Copy verbatim the block of lines in the entries below whose first line contains "pub trait SettingsStore" and whose last line contains "pub fn resolve(shell_major: u32, settings: &impl". Leave out all other lines.

DATA TO USE Start Marker

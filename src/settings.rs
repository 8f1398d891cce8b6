//! Preference-store boundary and the cached setting values.

pub const TRANSPARENCY: &str = "transparency";
pub const DARK_FULL_SCREEN: &str = "dark-full-screen";

/// First shell major version whose schema carries the dark-full-screen
/// preference.
pub const DARK_FULL_SCREEN_MIN_VERSION: u32 = 40;

/// Read access to the externally owned preference store. Change
/// notifications arrive through the platform event queue as
/// [`crate::PlatformEvent::SettingChanged`].
pub trait SettingsStore {
    fn get_int(&self, key: &str) -> i32;
    fn get_boolean(&self, key: &str) -> bool;
}

/// The preference keys this engine reacts to.
#[derive(Debug, Clone, Copy, PartialEq, Eq)]
pub enum SettingKey {
    Transparency,
    DarkFullScreen,
}

impl SettingKey {
    #[must_use]
    pub fn from_name(name: &str) -> Option<Self> {
        match name {
            TRANSPARENCY => Some(Self::Transparency),
            DARK_FULL_SCREEN => Some(Self::DarkFullScreen),
            _ => None,
        }
    }
}

/// Version-gated capability, resolved once at activation. Shells older
/// than [`DARK_FULL_SCREEN_MIN_VERSION`] have no such preference; there
/// the behavior is pinned to enabled.
#[derive(Debug, Clone, Copy, PartialEq, Eq, Default)]
pub enum DarkFullScreen {
    Supported(bool),
    #[default]
    Unsupported,
}

impl DarkFullScreen {
    #[must_use]
    pub fn resolve(shell_major: u32, settings: &impl SettingsStore) -> Self {
        if shell_major >= DARK_FULL_SCREEN_MIN_VERSION {
            Self::Supported(settings.get_boolean(DARK_FULL_SCREEN))
        } else {
            Self::Unsupported
        }
    }

    /// Whether near windows should darken the bar at all. When disabled
    /// the bar stays transparent regardless of geometry.
    #[must_use]
    pub const fn enabled(self) -> bool {
        match self {
            Self::Supported(value) => value,
            Self::Unsupported => true,
        }
    }

    #[must_use]
    pub const fn is_supported(self) -> bool {
        matches!(self, Self::Supported(_))
    }
}

#[cfg(test)]
pub struct TestSettings {
    pub transparency: i32,
    pub dark_full_screen: bool,
    pub int_reads: std::cell::Cell<usize>,
}

#[cfg(test)]
impl Default for TestSettings {
    fn default() -> Self {
        Self {
            transparency: 40,
            dark_full_screen: true,
            int_reads: std::cell::Cell::new(0),
        }
    }
}

#[cfg(test)]
impl SettingsStore for TestSettings {
    fn get_int(&self, key: &str) -> i32 {
        assert_eq!(key, TRANSPARENCY);
        self.int_reads.set(self.int_reads.get() + 1);
        self.transparency
    }

    fn get_boolean(&self, key: &str) -> bool {
        assert_eq!(key, DARK_FULL_SCREEN);
        self.dark_full_screen
    }
}
pub mod debounce;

DATA TO USE End Marker

--- ANSWER FOR THE TASK ---
pub trait SettingsStore {
    fn get_int(&self, key: &str) -> i32;
    fn get_boolean(&self, key: &str) -> bool;
}

/// The preference keys this engine reacts to.
#[derive(Debug, Clone, Copy, PartialEq, Eq)]
pub enum SettingKey {
    Transparency,
    DarkFullScreen,
}

impl SettingKey {
    #[must_use]
    pub fn from_name(name: &str) -> Option<Self> {
        match name {
            TRANSPARENCY => Some(Self::Transparency),
            DARK_FULL_SCREEN => Some(Self::DarkFullScreen),
            _ => None,
        }
    }
}

/// Version-gated capability, resolved once at activation. Shells older
/// than [`DARK_FULL_SCREEN_MIN_VERSION`] have no such preference; there
/// the behavior is pinned to enabled.
#[derive(Debug, Clone, Copy, PartialEq, Eq, Default)]
pub enum DarkFullScreen {
    Supported(bool),
    #[default]
    Unsupported,
}

impl DarkFullScreen {
    #[must_use]
    pub fn resolve(shell_major: u32, settings: &impl SettingsStore) -> Self {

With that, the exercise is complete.